PDBsum entry 2pyw

Transferase

PDB id: 2pyw

Contents

Protein chains

417 a.a.

Ligands

SR1 ×2

ADP ×2

EDO ×5

Metals

_CL ×2

_MG ×5

Waters ×778

References listed in PDB file

Key reference

• Title: Structure of arabidopsis thaliana 5-Methylthioribose kinase reveals a more occluded active site than its bacterial homolog.
• Authors: S.Y.Ku, K.A.Cornell, P.L.Howell.
• Ref.: Bmc Struct Biol, 2007, 7, 70-70.
• PubMed id: 17961230

Abstract

BACKGROUND: Metabolic variations exist between the methionine salvage pathway of humans and a number of plants and microbial pathogens. 5-Methylthioribose (MTR) kinase is a key enzyme required for methionine salvage in plants and many bacteria. The absence of a mammalian homolog suggests that MTR kinase is a good target for the design of specific herbicides or antibiotics. RESULTS: The structure of Arabidopsis thaliana MTR kinase co-crystallized with ATPgammaS and MTR has been determined at 1.9 A resolution. The structure is similar to B. subtilis MTR kinase and has the same protein kinase fold observed in other evolutionarily related protein kinase-like phosphotransferases.
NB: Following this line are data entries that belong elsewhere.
// ─────────────────────────────────────────────────────────────────────
// SCPN Fusion Core — Dipole Field Evaluation
// © 1998–2026 Miroslav Šotek. All rights reserved.
// Contact: www.anulum.li | protoscience@anulum.li
// ORCID: https://orcid.org/0009-0009-3560-0851
// License: GNU AGPL v3 | Commercial licensing available
// ─────────────────────────────────────────────────────────────────────
//! Magnetic field and vector potential of a finished dipole arrangement.

use crate::grid::DipoleGrid;
use magnet_geometry::ToroidalSurface;
use magnet_math::vec3::{cross, dot, sub};
use magnet_types::constants::{DIPOLE_DIM, MU0_OVER_4PI};
use magnet_types::error::{MagnetError, MagnetResult};
use ndarray::parallel::prelude::*;
use ndarray::{Array1, Array2, Axis};

/// Field at offset `r` (observer − dipole) of moment `m`.
pub fn dipole_b(r: [f64; 3], m: [f64; 3]) -> [f64; 3] {
    let r2 = dot(r, r);
    if r2 <= 0.0 {
        return [0.0; 3];
    }
    let inv_r = 1.0 / r2.sqrt();
    let inv_r3 = inv_r / r2;
    let mr = dot(m, r) / r2;
    let mut b = [0.0; 3];
    for c in 0..3 {
        b[c] = MU0_OVER_4PI * inv_r3 * (3.0 * mr * r[c] - m[c]);
    }
    b
}

/// Vector potential μ0/4π · m × r / |r|³.
pub fn dipole_a(r: [f64; 3], m: [f64; 3]) -> [f64; 3] {
    let r2 = dot(r, r);
    if r2 <= 0.0 {
        return [0.0; 3];
    }
    let s = MU0_OVER_4PI / (r2 * r2.sqrt());
    let mxr = cross(m, r);
    [s * mxr[0], s * mxr[1], s * mxr[2]]
}

#[derive(Debug, Clone)]
pub struct DipoleField {
    positions: Vec<[f64; 3]>,
    moments: Vec<[f64; 3]>,
}

fn rows3(a: &Array2<f64>) -> Vec<[f64; 3]> {
    a.axis_iter(Axis(0)).map(|r| [r[0], r[1], r[2]]).collect()
}

impl DipoleField {
    pub fn new(positions: &Array2<f64>, moments: &Array2<f64>) -> MagnetResult<Self> {
        let n = positions.nrows();
        if positions.ncols() != 3 {
            return Err(MagnetError::shape("dipole positions", &[n, 3], positions.shape()));
        }
        if moments.shape() != [n, 3] {
            return Err(MagnetError::shape("dipole moments", &[n, 3], moments.shape()));
        }
        Ok(Self {
            positions: rows3(positions),
            moments: rows3(moments),
        })
    }

    /// Pair a flat solution vector `[m_0x, m_0y, m_0z, ...]` with its grid.
    pub fn from_solution(grid: &DipoleGrid, m: &Array1<f64>) -> MagnetResult<Self> {
        let n = grid.len();
        if m.len() != DIPOLE_DIM * n {
            return Err(MagnetError::shape("moment vector", &[DIPOLE_DIM * n], &[m.len()]));
        }
        let moments = m
            .exact_chunks(DIPOLE_DIM)
            .into_iter()
            .map(|t| [t[0], t[1], t[2]])
            .collect();
        Ok(Self {
            positions: rows3(grid.positions()),
            moments,
        })
    }

    pub fn len(&self) -> usize {
        self.positions.len()
    }

    pub fn is_empty(&self) -> bool {
        self.positions.is_empty()
    }

    fn evaluate(
        &self,
        points: &Array2<f64>,
        kernel: fn([f64; 3], [f64; 3]) -> [f64; 3],
    ) -> MagnetResult<Array2<f64>> {
        if points.ncols() != 3 {
            return Err(MagnetError::shape(
                "evaluation points",
                &[points.nrows(), 3],
                points.shape(),
            ));
        }
        let mut out = Array2::zeros((points.nrows(), 3));
        out.axis_iter_mut(Axis(0))
            .into_par_iter()
            .zip(points.axis_iter(Axis(0)))
            .for_each(|(mut acc, p)| {
                let p = [p[0], p[1], p[2]];
                for (pos, m) in self.positions.iter().zip(&self.moments) {
                    let v = kernel(sub(p, *pos), *m);
                    for c in 0..3 {
                        acc[c] += v[c];
                    }
                }
            });
        Ok(out)
    }

    /// B at each point, shape (M, 3).
    pub fn b_at(&self, points: &Array2<f64>) -> MagnetResult<Array2<f64>> {
        self.evaluate(points, dipole_b)
    }

    /// Vector potential at each point, shape (M, 3).
    pub fn a_at(&self, points: &Array2<f64>) -> MagnetResult<Array2<f64>> {
        self.evaluate(points, dipole_a)
    }

    /// B·n̂ on the surface quadrature grid, shape (nφ, nθ).
    pub fn bnormal_on(&self, surface: &dyn ToroidalSurface) -> MagnetResult<Array2<f64>> {
        let (nphi, ntheta) = surface.dims();
        let points = surface
            .gamma()
            .into_shape((nphi * ntheta, 3))
            .map_err(|e| MagnetError::LinAlg(format!("surface reshape failed: {e}")))?;
        let normals = surface
            .unitnormal()
            .into_shape((nphi * ntheta, 3))
            .map_err(|e| MagnetError::LinAlg(format!("surface reshape failed: {e}")))?;
        let b = self.b_at(&points)?;
        let bn: Array1<f64> = (&b * &normals).sum_axis(Axis(1));
        bn.into_shape((nphi, ntheta))
            .map_err(|e| MagnetError::LinAlg(format!("bnormal reshape failed: {e}")))
    }
}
The active site is comparable between the two enzymes with the DXE-motif coordinating the nucleotide-Mg, the D238 of the HGD catalytic loop polarizing the MTR O1 oxygen, and the RR-motif interacting with the substrate MTR. Unlike its bacterial homolog, however, the Gly-rich loop (G-loop) of A. thaliana MTR kinase has an extended conformation, which shields most of the active site from solvent, a feature that resembles eukaryotic protein kinases more than the bacterial enzyme. The G- and W-loops of A. thaliana and B. subtilis MTR kinase adopt different conformations despite high sequence similarity. The ATPgammaS analog was hydrolyzed during the co-crystallization procedure, resulting in ADP in the active site. This suggests that the A. thaliana enzyme, like its bacterial homolog, may have significant ATPase activity in the absence of MTR. CONCLUSION: The structure of A. thaliana MTR kinase provides a template for structure-based design of agrochemicals, particularly herbicides whose effectiveness could be regulated by nutrient levels. Features of the MTR binding site offer an opportunity for a simple organic salt of an MTR analog to specifically inhibit MTR kinase.